*** Listed records ***
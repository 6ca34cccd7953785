//! Email invitation dispatch and redemption.
//!
//! Dispatch runs inside a single database transaction: the invitation
//! row, its correlated pending connection memory, and the email send
//! either all happen or none do. A rejected email rolls the rows back so
//! the sender can retry without leaving an invitation nobody received.

use std::sync::Arc;

use knect_core::clock::Clock;
use knect_core::codes;
use knect_core::types::DbId;
use knect_db::models::connection_memory::{ConnectionMemory, NewConnectionMemory};
use knect_db::models::email_invitation::EmailInvitation;
use knect_db::models::user::User;
use knect_db::repositories::{ConnectionMemoryRepo, EmailInvitationRepo};
use knect_db::DbPool;

use crate::error::{AppError, AppResult};
use crate::services::mailer::{EmailMessage, Mailer};
use crate::state::AppState;

/// Drives the invitation lifecycle: dispatch, validation, redemption.
pub struct InvitationService {
    pool: DbPool,
    clock: Arc<dyn Clock>,
    mailer: Arc<dyn Mailer>,
    public_origin: String,
}

impl InvitationService {
    pub fn new(state: &AppState) -> Self {
        Self {
            pool: state.pool.clone(),
            clock: Arc::clone(&state.clock),
            mailer: Arc::clone(&state.mailer),
            public_origin: state.config.public_origin.clone(),
        }
    }

    /// Dispatch an invitation from `sender` to a non-user email address.
    ///
    /// Mints both tokens, inserts the invitation and its correlated
    /// pending memory in one transaction, sends the email, and commits
    /// only when the send was accepted.
    pub async fn send(
        &self,
        sender: &User,
        recipient_email: &str,
        scan_snapshot: serde_json::Value,
    ) -> AppResult<EmailInvitation> {
        let now = self.clock.now();
        let invitation_id = codes::mint_invitation_id(self.clock.as_ref());
        let invitation_code = codes::mint_invitation_code(self.clock.as_ref());
        let expires_at = codes::invitation_expiry(now);

        let mut tx = self.pool.begin().await?;

        let invitation = EmailInvitationRepo::insert(
            &mut *tx,
            &invitation_id,
            recipient_email,
            sender.id,
            &invitation_code,
            &scan_snapshot,
            expires_at,
        )
        .await?;

        ConnectionMemoryRepo::create_pending(
            &mut *tx,
            &NewConnectionMemory {
                from_user_id: sender.id,
                to_user_id: None,
                invitation_id: Some(invitation_id.clone()),
                first_meeting_data: scan_snapshot,
                email_invitation_sent: true,
            },
        )
        .await?;

        let message = self.compose(sender, &invitation);
        if let Err(err) = self.mailer.send(&message).await {
            // Dropping the transaction rolls both inserts back.
            tracing::warn!(
                error = %err,
                invitation_id = %invitation_id,
                "Invitation email rejected; rolling back invitation"
            );
            return Err(AppError::EmailDelivery(err.to_string()));
        }

        tx.commit().await?;

        tracing::info!(
            invitation_id = %invitation.invitation_id,
            sender_user_id = sender.id,
            "Invitation dispatched"
        );
        Ok(invitation)
    }

    /// Look up a redeemable invitation by its exact token pair and record
    /// that the registration page was viewed.
    ///
    /// `None` covers unknown, mismatched, expired, and terminal
    /// invitations alike; callers render all of them the same way.
    pub async fn validate(
        &self,
        invitation_id: &str,
        invitation_code: &str,
    ) -> AppResult<Option<EmailInvitation>> {
        let now = self.clock.now();
        let Some(invitation) =
            EmailInvitationRepo::find_redeemable(&self.pool, invitation_id, invitation_code, now)
                .await?
        else {
            return Ok(None);
        };

        // `sent -> opened` is telemetry; losing it never blocks the view.
        if let Err(err) = EmailInvitationRepo::mark_opened(&self.pool, invitation_id).await {
            tracing::warn!(error = %err, invitation_id, "Failed to mark invitation opened");
        }

        Ok(Some(invitation))
    }

    /// Redeem an invitation for a freshly registered user.
    ///
    /// Requires the exact token pair, then resolves the invitation and
    /// its correlated memory together. Returns `None` when the pair does
    /// not match a redeemable invitation or the memory is already
    /// resolved; redemption is exactly-once.
    pub async fn complete(
        &self,
        invitation_id: &str,
        invitation_code: &str,
        new_user_id: DbId,
    ) -> AppResult<Option<(EmailInvitation, ConnectionMemory)>> {
        let now = self.clock.now();

        if EmailInvitationRepo::find_redeemable(&self.pool, invitation_id, invitation_code, now)
            .await?
            .is_none()
        {
            return Ok(None);
        }

        let resolved =
            ConnectionMemoryRepo::resolve_registration(&self.pool, invitation_id, new_user_id, now)
                .await?;

        if let Some((invitation, _)) = &resolved {
            tracing::info!(
                invitation_id = %invitation.invitation_id,
                new_user_id,
                "Invitation redeemed; memory resolved to connected"
            );
        }
        Ok(resolved)
    }

    /// Build the invitation email carrying the registration URL.
    fn compose(&self, sender: &User, invitation: &EmailInvitation) -> EmailMessage {
        let url = codes::registration_url(
            &self.public_origin,
            &invitation.invitation_id,
            &invitation.connection_code,
        );
        EmailMessage {
            to: invitation.recipient_email.clone(),
            subject: format!("{} wants to connect with you", sender.display_name),
            body: format!(
                "Hi,\n\n{} met you and would like to stay in touch.\n\n\
                 Create your account to connect:\n{url}\n\n\
                 This invitation expires in {} days.\n",
                sender.display_name,
                codes::INVITATION_TTL_DAYS,
            ),
        }
    }
}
***
**Task description:**
The answer consists of every line above in which the word "mailer" occurs.

**Written reply:**
use crate::services::mailer::{EmailMessage, Mailer};
    mailer: Arc<dyn Mailer>,
            mailer: Arc::clone(&state.mailer),
        if let Err(err) = self.mailer.send(&message).await {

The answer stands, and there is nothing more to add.